[PROBLEM REQUIREMENTS] Return the data that follows exactly. Include every line.

-.-.-

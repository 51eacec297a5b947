use std::fmt;

use crate::operation::OperationKind;

/// Broad cause of a [`Error::Transport`] failure.
#[derive(Debug, Clone, Copy, PartialEq, Eq)]
pub enum TransportErrorKind {
    /// The request or its response headers did not arrive in time.
    Timeout,

    /// The endpoint could not be connected to (refused, DNS failure, reset).
    ConnectionRefused,

    /// The endpoint answered but said it cannot serve right now, e.g. during
    /// a leader election.
    Unavailable,

    /// The endpoint answered with something that is not a store reply.
    Decode,
}

impl fmt::Display for TransportErrorKind {
    fn fmt(&self, f: &mut fmt::Formatter<'_>) -> fmt::Result {
        match self {
            Self::Timeout => write!(f, "timeout"),
            Self::ConnectionRefused => write!(f, "connection failed"),
            Self::Unavailable => write!(f, "unavailable"),
            Self::Decode => write!(f, "undecodable response"),
        }
    }
}

#[derive(Debug, thiserror::Error)]
pub enum Error {
    #[error("transport error on {endpoint} ({kind}): {message}")]
    Transport {
        endpoint: String,
        kind: TransportErrorKind,
        message: String,
    },

    #[error("Key not found: {key}")]
    NotFound { key: String },

    #[error("Precondition failed for {key}: {message}")]
    Conflict { key: String, message: String },

    #[error("Permission denied: {0}")]
    Permission(String),

    #[error("No endpoints configured")]
    PoolExhausted,

    #[error("Watch history for {key} has been compacted: {message}")]
    Compacted { key: String, message: String },

    #[error("Store rejected request with code {code}: {message}")]
    Rejected { code: u64, message: String },

    #[error("{0:?} is not a one-shot request")]
    UnsupportedOperation(OperationKind),

    #[error("Invalid endpoint '{0}'")]
    InvalidEndpoint(String),

    #[error("Unable to build HTTP client: {0}")]
    HttpClient(#[from] reqwest::Error),

    #[error("Unable to load configuration: {0}")]
    Config(#[from] config::ConfigError),

    #[error("Unable to setup tracing: {0}")]
    TracingError(#[from] tracing::subscriber::SetGlobalDefaultError),

    #[error("Unable to forward log records: {0}")]
    LogBridge(#[from] tracing_log::log::SetLoggerError),
}

impl Error {
    /// Only transport-level failures are worth trying again, possibly against
    /// another endpoint. Everything else is a definitive answer from the store
    /// or a local misconfiguration.
    pub fn is_retryable(&self) -> bool {
        matches!(self, Error::Transport { .. })
    }

    pub(crate) fn transport(
        endpoint: impl fmt::Display,
        kind: TransportErrorKind,
        message: impl Into<String>,
    ) -> Self {
        Error::Transport {
            endpoint: endpoint.to_string(),
            kind,
            message: message.into(),
        }
    }
}

#[cfg(test)]
mod test {
    use super::*;

    #[test]
    fn only_transport_errors_are_retryable() {
        let retryable = Error::transport(
            "http://127.0.0.1:2379",
            TransportErrorKind::Timeout,
            "deadline elapsed",
        );
        assert!(retryable.is_retryable());

        let definitive = [
            Error::NotFound { key: "k".into() },
            Error::Conflict {
                key: "k".into(),
                message: "[1 != 2]".into(),
            },
            Error::Permission("revoked".into()),
            Error::PoolExhausted,
            Error::Compacted {
                key: "k".into(),
                message: "cleared".into(),
            },
            Error::Rejected {
                code: 102,
                message: "Not a file".into(),
            },
            Error::InvalidEndpoint("ftp://x".into()),
            Error::UnsupportedOperation(OperationKind::WatchNext),
        ];
        for e in definitive {
            assert!(!e.is_retryable(), "{e} should not be retryable");
        }
    }

    #[test]
    fn transport_error_names_the_endpoint() {
        let e = Error::transport(
            "http://10.0.0.1:2379",
            TransportErrorKind::ConnectionRefused,
            "connection refused",
        );
        assert_eq!(
            e.to_string(),
            "transport error on http://10.0.0.1:2379 (connection failed): connection refused"
        );
    }
}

-.-.-

[SOLUTION TO THIS TASK]
repository 51eacec297a5b947
use std::fmt;

use crate::operation::OperationKind;

/// Broad cause of a [`Error::Transport`] failure.
#[derive(Debug, Clone, Copy, PartialEq, Eq)]
pub enum TransportErrorKind {
    /// The request or its response headers did not arrive in time.
    Timeout,

    /// The endpoint could not be connected to (refused, DNS failure, reset).
    ConnectionRefused,

    /// The endpoint answered but said it cannot serve right now, e.g. during
    /// a leader election.
    Unavailable,

    /// The endpoint answered with something that is not a store reply.
    Decode,
}

impl fmt::Display for TransportErrorKind {
    fn fmt(&self, f: &mut fmt::Formatter<'_>) -> fmt::Result {
        match self {
            Self::Timeout => write!(f, "timeout"),
            Self::ConnectionRefused => write!(f, "connection failed"),
            Self::Unavailable => write!(f, "unavailable"),
            Self::Decode => write!(f, "undecodable response"),
        }
    }
}

#[derive(Debug, thiserror::Error)]
pub enum Error {
    #[error("transport error on {endpoint} ({kind}): {message}")]
    Transport {
        endpoint: String,
        kind: TransportErrorKind,
        message: String,
    },

    #[error("Key not found: {key}")]
    NotFound { key: String },

    #[error("Precondition failed for {key}: {message}")]
    Conflict { key: String, message: String },

    #[error("Permission denied: {0}")]
    Permission(String),

    #[error("No endpoints configured")]
    PoolExhausted,

    #[error("Watch history for {key} has been compacted: {message}")]
    Compacted { key: String, message: String },

    #[error("Store rejected request with code {code}: {message}")]
    Rejected { code: u64, message: String },

    #[error("{0:?} is not a one-shot request")]
    UnsupportedOperation(OperationKind),

    #[error("Invalid endpoint '{0}'")]
    InvalidEndpoint(String),

    #[error("Unable to build HTTP client: {0}")]
    HttpClient(#[from] reqwest::Error),

    #[error("Unable to load configuration: {0}")]
    Config(#[from] config::ConfigError),

    #[error("Unable to setup tracing: {0}")]
    TracingError(#[from] tracing::subscriber::SetGlobalDefaultError),

    #[error("Unable to forward log records: {0}")]
    LogBridge(#[from] tracing_log::log::SetLoggerError),
}

impl Error {
    /// Only transport-level failures are worth trying again, possibly against
    /// another endpoint. Everything else is a definitive answer from the store
    /// or a local misconfiguration.
    pub fn is_retryable(&self) -> bool {
        matches!(self, Error::Transport { .. })
    }

    pub(crate) fn transport(
        endpoint: impl fmt::Display,
        kind: TransportErrorKind,
        message: impl Into<String>,
    ) -> Self {
        Error::Transport {
            endpoint: endpoint.to_string(),
            kind,
            message: message.into(),
        }
    }
}

#[cfg(test)]
mod test {
    use super::*;

    #[test]
    fn only_transport_errors_are_retryable() {
        let retryable = Error::transport(
            "http://127.0.0.1:2379",
            TransportErrorKind::Timeout,
            "deadline elapsed",
        );
        assert!(retryable.is_retryable());

        let definitive = [
            Error::NotFound { key: "k".into() },
            Error::Conflict {
                key: "k".into(),
                message: "[1 != 2]".into(),
            },
            Error::Permission("revoked".into()),
            Error::PoolExhausted,
            Error::Compacted {
                key: "k".into(),
                message: "cleared".into(),
            },
            Error::Rejected {
                code: 102,
                message: "Not a file".into(),
            },
            Error::InvalidEndpoint("ftp://x".into()),
            Error::UnsupportedOperation(OperationKind::WatchNext),
        ];
        for e in definitive {
            assert!(!e.is_retryable(), "{e} should not be retryable");
        }
    }

    #[test]
    fn transport_error_names_the_endpoint() {
        let e = Error::transport(
            "http://10.0.0.1:2379",
            TransportErrorKind::ConnectionRefused,
            "connection refused",
        );
        assert_eq!(
            e.to_string(),
            "transport error on http://10.0.0.1:2379 (connection failed): connection refused"
        );
    }
}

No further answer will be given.